RAPPELONS que l’intéressé a l’obligation de quitter le territoire français en application de l’article L. 742-10 du CESEDA.
LE GREFFIER LE JUGE
NOTIFICATION DE L’ORDONNANCE
AUX PARTIES
NOTIFIONS sur le champ la présente ordonnance par courriel avec accusé de réception à l’avocat du retenu et à l’avocat de la préfecture,
NOTIFIONS la présente ordonnance au centre de rétention administrative de, [Localité 1] par courriel avec accusé de réception pour notification à, [D], [P], lequel est informé de la possibilité de faire appel, devant le Premier Président de la cour d’appel ou son délégué, de la présente ordonnance dans les vingt-quatre heures de sa notification ; lui notifions aussi que la déclaration d’appel doit être motivée et peut être transmise par tout moyen (notamment par télécopie n° 04.72.40.89.56) au greffe de la cour d’appel de, [Localité 1], et que seul l’appel formé par le ministère public peut être déclaré suspensif par le Premier président de la cour d’appel ou son délégué.
Disons qu’un procès-verbal de notification sera établi à cet effet par les services de police, et nous sera retourné sans délai.

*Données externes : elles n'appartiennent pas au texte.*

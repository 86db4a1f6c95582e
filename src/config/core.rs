use crate::r#const::{cache_limits, http_client_limits, server_defaults};
use serde::{Deserialize, Serialize};
use validator::Validate;

use super::validate_socket_addr;

// HTTP客户端配置
#[derive(Debug, Deserialize, Serialize, Clone, PartialEq, Eq, Validate)]
pub struct HttpClientConfig {
    // 连接超时（秒）
    #[validate(range(
        min = http_client_limits::MIN_CONNECT_TIMEOUT,
        max = http_client_limits::MAX_CONNECT_TIMEOUT,
        message = "Connect timeout must be between {} and {} seconds"
    ))]
    pub connect_timeout: u64,
    // 请求超时（秒）
    #[validate(range(
        min = http_client_limits::MIN_REQUEST_TIMEOUT,
        max = http_client_limits::MAX_REQUEST_TIMEOUT,
        message = "Request timeout must be between {} and {} seconds"
    ))]
    pub request_timeout: u64,
    // 空闲连接超时（秒）（可选）
    #[validate(range(
        min = http_client_limits::MIN_IDLE_TIMEOUT,
        max = http_client_limits::MAX_IDLE_TIMEOUT,
        message = "Idle timeout must be between {} and {} seconds"
    ))]
    pub idle_timeout: Option<u64>,
    // TCP Keepalive（秒）（可选）
    #[validate(range(
        min = http_client_limits::MIN_KEEPALIVE,
        max = http_client_limits::MAX_KEEPALIVE,
        message = "Keepalive must be between {} and {} seconds"
    ))]
    pub keepalive: Option<u32>,
    // HTTP用户代理（可选）
    pub agent: Option<String>,
}

impl Default for HttpClientConfig {
    fn default() -> Self {
        Self {
            connect_timeout: http_client_limits::DEFAULT_CONNECT_TIMEOUT,
            request_timeout: http_client_limits::DEFAULT_REQUEST_TIMEOUT,
            idle_timeout: Some(http_client_limits::DEFAULT_IDLE_TIMEOUT),
            keepalive: Some(http_client_limits::DEFAULT_KEEPALIVE),
            agent: None,
        }
    }
}

// 解析服务配置
#[derive(Debug, Deserialize, Serialize, Clone, PartialEq, Eq, Validate)]
pub struct ServerConfig {
    // HTTP监听地址
    #[validate(custom(
        function = "validate_socket_addr",
        message = "Invalid server listen address"
    ))]
    pub listen: String,
}

impl Default for ServerConfig {
    fn default() -> Self {
        Self {
            listen: server_defaults::DEFAULT_HTTP_LISTEN.to_string(),
        }
    }
}

// 持久化存储配置
#[derive(Debug, Deserialize, Serialize, Clone, PartialEq, Eq, Validate)]
pub struct StorageConfig {
    // 数据库目录
    #[serde(default = "default_storage_path")]
    #[validate(length(min = 1, message = "Storage path must not be empty"))]
    pub path: String,
    // 解析结果缓存有效期（秒）
    #[serde(default = "default_cache_ttl")]
    #[validate(range(
        min = cache_limits::MIN_CACHE_TTL,
        max = cache_limits::MAX_CACHE_TTL,
        message = "Cache TTL must be between {} and {} seconds"
    ))]
    pub cache_ttl: u64,
}

fn default_storage_path() -> String {
    server_defaults::DEFAULT_STORAGE_PATH.to_string()
}

fn default_cache_ttl() -> u64 {
    cache_limits::DEFAULT_CACHE_TTL
}

impl Default for StorageConfig {
    fn default() -> Self {
        Self {
            path: default_storage_path(),
            cache_ttl: default_cache_ttl(),
        }
    }
}

// 管理服务器配置
#[derive(Debug, Deserialize, Serialize, Clone, PartialEq, Eq, Validate)]
pub struct AdminConfig {
    // 管理服务器监听地址
    #[validate(custom(
        function = "validate_socket_addr",
        message = "Invalid admin listen address"
    ))]
    pub listen: String,
}

impl Default for AdminConfig {
    fn default() -> Self {
        Self {
            listen: server_defaults::DEFAULT_ADMIN_LISTEN.to_string(),
        }
    }
}
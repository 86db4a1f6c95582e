// src/http/state.rs

use crate::handler::ResolveHandler;
use std::sync::Arc;

/// 应用程序状态结构体
#[derive(Clone)]
pub struct AppState {
    /// 解析请求处理器
    pub handler: Arc<ResolveHandler>,
}
//! 谓词表达式
//!
//! 规则条件中 `predicate` 操作符使用的封闭式小语言，只能对单个字符串值做判断，
//! 不具备执行任意代码的能力。
//!
//! ```text
//! expr    := or
//! or      := and ( "||" and )*
//! and     := unary ( "&&" unary )*
//! unary   := "!" unary | primary
//! primary := "(" expr ")" | call
//! call    := ident "(" [ arg ] ")"
//! arg     := 'string' | "string" | unsigned integer
//! ```

use crate::r#const::expr;
use std::fmt;
use std::str::FromStr;
use thiserror::Error;

/// 谓词解析错误
#[derive(Debug, Clone, PartialEq, Eq, Error)]
pub enum ExprError {
    #[error("unexpected character {0:?} at offset {1}")]
    UnexpectedChar(char, usize),

    #[error("unterminated string literal starting at offset {0}")]
    UnterminatedString(usize),

    #[error("integer literal at offset {0} is out of range")]
    IntegerOverflow(usize),

    #[error("expected {expected}, found {found}")]
    UnexpectedToken { expected: &'static str, found: String },

    #[error("unexpected end of input, expected {0}")]
    UnexpectedEnd(&'static str),

    #[error("unknown function {0:?}")]
    UnknownFunction(String),

    #[error("function {0:?} called with a wrong argument")]
    BadArgument(String),

    #[error("empty expression")]
    Empty,

    #[error("expression is {0} bytes long, limit is {1}")]
    TooLong(usize, usize),

    #[error("expression nests deeper than {0} levels")]
    TooDeep(usize),
}

// 词法单元
#[derive(Debug, Clone, PartialEq, Eq)]
enum Token {
    LParen,
    RParen,
    Not,
    And,
    Or,
    Ident(String),
    Str(String),
    Int(usize),
}

impl fmt::Display for Token {
    fn fmt(&self, f: &mut fmt::Formatter<'_>) -> fmt::Result {
        match self {
            Token::LParen => write!(f, "'('"),
            Token::RParen => write!(f, "')'"),
            Token::Not => write!(f, "'!'"),
            Token::And => write!(f, "'&&'"),
            Token::Or => write!(f, "'||'"),
            Token::Ident(name) => write!(f, "identifier {:?}", name),
            Token::Str(s) => write!(f, "string {:?}", s),
            Token::Int(n) => write!(f, "integer {}", n),
        }
    }
}

// 将输入切分为词法单元
fn tokenize(input: &str) -> Result<Vec<Token>, ExprError> {
    let mut tokens = Vec::new();
    let mut chars = input.char_indices().peekable();

    while let Some(&(pos, c)) = chars.peek() {
        match c {
            c if c.is_whitespace() => {
                chars.next();
            }
            '(' => {
                chars.next();
                tokens.push(Token::LParen);
            }
            ')' => {
                chars.next();
                tokens.push(Token::RParen);
            }
            '!' => {
                chars.next();
                tokens.push(Token::Not);
            }
            '&' | '|' => {
                chars.next();
                match chars.next() {
                    Some((_, next)) if next == c => {
                        tokens.push(if c == '&' { Token::And } else { Token::Or });
                    }
                    _ => return Err(ExprError::UnexpectedChar(c, pos)),
                }
            }
            '\'' | '"' => {
                chars.next();
                let mut value = String::new();
                let mut closed = false;
                while let Some((_, ch)) = chars.next() {
                    match ch {
                        '\\' => match chars.next() {
                            Some((_, escaped)) => value.push(escaped),
                            None => break,
                        },
                        ch if ch == c => {
                            closed = true;
                            break;
                        }
                        ch => value.push(ch),
                    }
                }
                if !closed {
                    return Err(ExprError::UnterminatedString(pos));
                }
                tokens.push(Token::Str(value));
            }
            c if c.is_ascii_digit() => {
                let mut digits = String::new();
                while let Some(&(_, d)) = chars.peek() {
                    if !d.is_ascii_digit() {
                        break;
                    }
                    digits.push(d);
                    chars.next();
                }
                let value = digits
                    .parse::<usize>()
                    .map_err(|_| ExprError::IntegerOverflow(pos))?;
                tokens.push(Token::Int(value));
            }
            c if c.is_ascii_alphabetic() || c == '_' => {
                let mut ident = String::new();
                while let Some(&(_, ch)) = chars.peek() {
                    if !(ch.is_ascii_alphanumeric() || ch == '_') {
                        break;
                    }
                    ident.push(ch);
                    chars.next();
                }
                tokens.push(Token::Ident(ident));
            }
            other => return Err(ExprError::UnexpectedChar(other, pos)),
        }
    }

    Ok(tokens)
}

/// 谓词支持的函数，作用于被检查的字段值
#[derive(Debug, Clone, PartialEq, Eq)]
pub enum Function {
    StartsWith(String),
    EndsWith(String),
    Contains(String),
    Equals(String),
    LenEq(usize),
    LenGt(usize),
    LenGte(usize),
    LenLt(usize),
    LenLte(usize),
    IsNumeric,
    IsEmpty,
}

// 函数参数
enum Arg {
    None,
    Str(String),
    Int(usize),
}

impl Function {
    // 根据函数名和参数构造函数调用
    fn build(name: &str, arg: Arg) -> Result<Self, ExprError> {
        let bad_arg = || ExprError::BadArgument(name.to_string());
        let function = match (name, arg) {
            ("starts_with", Arg::Str(s)) => Function::StartsWith(s),
            ("ends_with", Arg::Str(s)) => Function::EndsWith(s),
            ("contains", Arg::Str(s)) => Function::Contains(s),
            ("equals", Arg::Str(s)) => Function::Equals(s),
            ("len_eq", Arg::Int(n)) => Function::LenEq(n),
            ("len_gt", Arg::Int(n)) => Function::LenGt(n),
            ("len_gte", Arg::Int(n)) => Function::LenGte(n),
            ("len_lt", Arg::Int(n)) => Function::LenLt(n),
            ("len_lte", Arg::Int(n)) => Function::LenLte(n),
            ("is_numeric", Arg::None) => Function::IsNumeric,
            ("is_empty", Arg::None) => Function::IsEmpty,
            (
                "starts_with" | "ends_with" | "contains" | "equals" | "len_eq" | "len_gt"
                | "len_gte" | "len_lt" | "len_lte" | "is_numeric" | "is_empty",
                _,
            ) => return Err(bad_arg()),
            (other, _) => return Err(ExprError::UnknownFunction(other.to_string())),
        };
        Ok(function)
    }

    fn eval(&self, x: &str) -> bool {
        let len = || x.chars().count();
        match self {
            Function::StartsWith(s) => x.starts_with(s.as_str()),
            Function::EndsWith(s) => x.ends_with(s.as_str()),
            Function::Contains(s) => x.contains(s.as_str()),
            Function::Equals(s) => x == s,
            Function::LenEq(n) => len() == *n,
            Function::LenGt(n) => len() > *n,
            Function::LenGte(n) => len() >= *n,
            Function::LenLt(n) => len() < *n,
            Function::LenLte(n) => len() <= *n,
            Function::IsNumeric => super::parse_number(x).is_some(),
            Function::IsEmpty => x.is_empty(),
        }
    }
}

/// 已解析的谓词表达式
#[derive(Debug, Clone, PartialEq, Eq)]
pub enum Predicate {
    Call(Function),
    Not(Box<Predicate>),
    And(Box<Predicate>, Box<Predicate>),
    Or(Box<Predicate>, Box<Predicate>),
}

impl Predicate {
    /// 解析谓词文本
    ///
    /// 文本长度和嵌套深度都有上限，超出时返回错误，解析与求值的递归深度因此有界。
    pub fn parse(input: &str) -> Result<Self, ExprError> {
        if input.len() > expr::PREDICATE_MAX_LEN {
            return Err(ExprError::TooLong(input.len(), expr::PREDICATE_MAX_LEN));
        }

        let tokens = tokenize(input)?;
        if tokens.is_empty() {
            return Err(ExprError::Empty);
        }

        let mut parser = Parser {
            tokens,
            pos: 0,
            depth: 0,
        };
        let predicate = parser.parse_or()?;

        // 不允许多余的输入
        if let Some(token) = parser.peek() {
            return Err(ExprError::UnexpectedToken {
                expected: "end of input",
                found: token.to_string(),
            });
        }

        Ok(predicate)
    }

    /// 对字段值求值
    pub fn eval(&self, x: &str) -> bool {
        match self {
            Predicate::Call(function) => function.eval(x),
            Predicate::Not(inner) => !inner.eval(x),
            Predicate::And(lhs, rhs) => lhs.eval(x) && rhs.eval(x),
            Predicate::Or(lhs, rhs) => lhs.eval(x) || rhs.eval(x),
        }
    }
}

impl FromStr for Predicate {
    type Err = ExprError;

    fn from_str(s: &str) -> Result<Self, Self::Err> {
        Predicate::parse(s)
    }
}

// 递归下降解析器
struct Parser {
    tokens: Vec<Token>,
    pos: usize,
    // 当前 `!` 与括号的嵌套层数
    depth: usize,
}

impl Parser {
    fn peek(&self) -> Option<&Token> {
        self.tokens.get(self.pos)
    }

    fn next(&mut self) -> Option<Token> {
        let token = self.tokens.get(self.pos).cloned();
        if token.is_some() {
            self.pos += 1;
        }
        token
    }

    fn enter(&mut self) -> Result<(), ExprError> {
        self.depth += 1;
        if self.depth > expr::PREDICATE_MAX_DEPTH {
            return Err(ExprError::TooDeep(expr::PREDICATE_MAX_DEPTH));
        }
        Ok(())
    }

    fn leave(&mut self) {
        self.depth -= 1;
    }

    fn expect(&mut self, expected: Token, what: &'static str) -> Result<(), ExprError> {
        match self.next() {
            Some(token) if token == expected => Ok(()),
            Some(token) => Err(ExprError::UnexpectedToken {
                expected: what,
                found: token.to_string(),
            }),
            None => Err(ExprError::UnexpectedEnd(what)),
        }
    }

    fn parse_or(&mut self) -> Result<Predicate, ExprError> {
        let mut lhs = self.parse_and()?;
        while self.peek() == Some(&Token::Or) {
            self.pos += 1;
            let rhs = self.parse_and()?;
            lhs = Predicate::Or(Box::new(lhs), Box::new(rhs));
        }
        Ok(lhs)
    }

    fn parse_and(&mut self) -> Result<Predicate, ExprError> {
        let mut lhs = self.parse_unary()?;
        while self.peek() == Some(&Token::And) {
            self.pos += 1;
            let rhs = self.parse_unary()?;
            lhs = Predicate::And(Box::new(lhs), Box::new(rhs));
        }
        Ok(lhs)
    }

    fn parse_unary(&mut self) -> Result<Predicate, ExprError> {
        if self.peek() == Some(&Token::Not) {
            self.pos += 1;
            self.enter()?;
            let inner = self.parse_unary()?;
            self.leave();
            return Ok(Predicate::Not(Box::new(inner)));
        }
        self.parse_primary()
    }

    fn parse_primary(&mut self) -> Result<Predicate, ExprError> {
        match self.next() {
            Some(Token::LParen) => {
                self.enter()?;
                let inner = self.parse_or()?;
                self.expect(Token::RParen, "')'")?;
                self.leave();
                Ok(inner)
            }
            Some(Token::Ident(name)) => {
                self.expect(Token::LParen, "'('")?;
                let arg = match self.peek() {
                    Some(Token::Str(_)) | Some(Token::Int(_)) => match self.next() {
                        Some(Token::Str(s)) => Arg::Str(s),
                        Some(Token::Int(n)) => Arg::Int(n),
                        _ => Arg::None,
                    },
                    _ => Arg::None,
                };
                self.expect(Token::RParen, "')'")?;
                Ok(Predicate::Call(Function::build(&name, arg)?))
            }
            Some(token) => Err(ExprError::UnexpectedToken {
                expected: "function call or '('",
                found: token.to_string(),
            }),
            None => Err(ExprError::UnexpectedEnd("function call or '('")),
        }
    }
}
use httpdns::expr::{evaluate, Condition, Operator, RequestContext};

fn context(pairs: &[(&str, &str)]) -> RequestContext {
    pairs
        .iter()
        .map(|(k, v)| (k.to_string(), v.to_string()))
        .collect()
}

#[test]
fn test_numeric_operators() {
    assert!(evaluate(&Operator::Gte, Some("20"), "15"));
    assert!(evaluate(&Operator::Gte, Some("15"), "15"));
    assert!(!evaluate(&Operator::Gt, Some("15"), "15"));
    assert!(evaluate(&Operator::Lt, Some("-3"), "0"));
    assert!(evaluate(&Operator::Lte, Some(" 99999 "), "99999"));
    assert!(evaluate(&Operator::Gt, Some("1.5"), "1"));
}

#[test]
fn test_malformed_numeric_is_false() {
    // 非数字的实际值或期望值都不会匹配，也不会出错
    assert!(!evaluate(&Operator::Gte, Some("abc"), "15"));
    assert!(!evaluate(&Operator::Lt, Some("abc"), "15"));
    assert!(!evaluate(&Operator::Gte, Some("20"), "fifteen"));
    assert!(!evaluate(&Operator::Lte, Some(""), "15"));
    assert!(!evaluate(&Operator::Gt, Some("NaN"), "0"));
    assert!(!evaluate(&Operator::Gt, None, "0"));
}

#[test]
fn test_equality_operators() {
    assert!(evaluate(&Operator::Eq, Some("v1"), "v1"));
    assert!(!evaluate(&Operator::Eq, Some("v1"), "V1"));
    assert!(evaluate(&Operator::Neq, Some("v1"), "v2"));

    // 缺失字段按字面值 "None" 比较
    assert!(evaluate(&Operator::Eq, None, "None"));
    assert!(evaluate(&Operator::Neq, None, "v1"));
}

#[test]
fn test_membership_operators() {
    assert!(evaluate(&Operator::In, Some("v1"), "v1,v2"));
    assert!(evaluate(&Operator::In, Some("v2"), "v1,v2"));
    assert!(!evaluate(&Operator::In, Some("v3"), "v1,v2"));
    // 不去除空白
    assert!(!evaluate(&Operator::In, Some("v2"), "v1, v2"));
    assert!(evaluate(&Operator::Nin, Some("v3"), "v1,v2"));
    assert!(!evaluate(&Operator::Nin, Some("v1"), "v1,v2"));

    assert!(!evaluate(&Operator::In, None, "v1,v2"));
    assert!(evaluate(&Operator::In, None, "v1,None"));
    assert!(evaluate(&Operator::Nin, None, "v1,v2"));
}

#[test]
fn test_regex_operator() {
    let pattern = r"^v\d{1,3}$";
    assert!(evaluate(&Operator::Regex, Some("v1"), pattern));
    assert!(evaluate(&Operator::Regex, Some("v123"), pattern));
    assert!(!evaluate(&Operator::Regex, Some("v1234"), pattern));
    assert!(!evaluate(&Operator::Regex, Some("x1"), pattern));

    // 匹配任意位置
    assert!(evaluate(&Operator::Regex, Some("abc-123"), r"\d+"));

    // 无效正则和缺失字段都返回 false
    assert!(!evaluate(&Operator::Regex, Some("v1"), "(unclosed"));
    assert!(!evaluate(&Operator::Regex, None, ".*"));
}

#[test]
fn test_predicate_operator() {
    assert!(evaluate(&Operator::Predicate, Some("v3"), "equals('v3')"));
    assert!(!evaluate(&Operator::Predicate, Some("v4"), "equals('v3')"));
    assert!(evaluate(
        &Operator::Predicate,
        Some("mobile-app"),
        "starts_with('mobile') && !contains('test')"
    ));

    // 任意代码形式的表达式不会被执行，只会得到 false
    assert!(!evaluate(&Operator::Predicate, Some("v3"), "x == 'v3'"));
    assert!(!evaluate(
        &Operator::Predicate,
        Some("v3"),
        "__import__('os').system('true')"
    ));
    assert!(!evaluate(&Operator::Predicate, None, "is_empty()"));
}

#[test]
fn test_unsupported_operator_is_false() {
    let operator = Operator::from("$between");
    assert!(!evaluate(&operator, Some("5"), "1,10"));
    assert!(!evaluate(&operator, None, "None"));
}

#[test]
fn test_condition_matches_context() {
    let ctx = context(&[("field_1", "v1"), ("field_2", "20")]);

    assert!(Condition::new("$in", "field_1", "v1,v2").matches(&ctx));
    assert!(Condition::new("$gte", "field_2", "15").matches(&ctx));
    assert!(!Condition::new("$gte", "field_3", "15").matches(&ctx));
    assert!(Condition::new("$eq", "field_3", "None").matches(&ctx));
}

#[test]
fn test_condition_serde_shape() {
    let condition: Condition = serde_json::from_str(r#"["$gte", "field_2", 15]"#).unwrap();
    assert_eq!(condition, Condition::new(Operator::Gte, "field_2", "15"));

    // 序列化为标准名称和字符串期望值
    let text = serde_json::to_string(&condition).unwrap();
    assert_eq!(text, r#"["gte","field_2","15"]"#);

    // 三元组以外的形状无法解析
    assert!(serde_json::from_str::<Condition>(r#"["$gte", "field_2"]"#).is_err());
}

#[test]
fn test_deeply_nested_predicate_is_false() {
    // 过深或过长的谓词被拒绝，只会得到 false
    let long = format!("{}is_empty()", "!".repeat(100_000));
    assert!(!evaluate(&Operator::Predicate, Some(""), &long));

    let nested = format!("{}is_empty(){}", "(".repeat(1000), ")".repeat(1000));
    assert!(!evaluate(&Operator::Predicate, Some(""), &nested));

    let ctx = context(&[("field_1", "")]);
    assert!(!Condition::new("predicate", "field_1", long).matches(&ctx));

    // 上限以内的嵌套正常求值
    let shallow = format!("{}is_empty()", "!".repeat(10));
    assert!(evaluate(&Operator::Predicate, Some(""), &shallow));
}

Information est donnée à, [D], [P] qu’il est maintenu à disposition de la justice pendant un délai de six heures à compter de la notification de la présente ordonnance au procureur de la République, lorsqu’il est mis fin à sa rétention ou lors d’une assignation à residence, conformément à la décision du, [Etablissement 1] Constitutionnel rendue le 12 septembre 2025.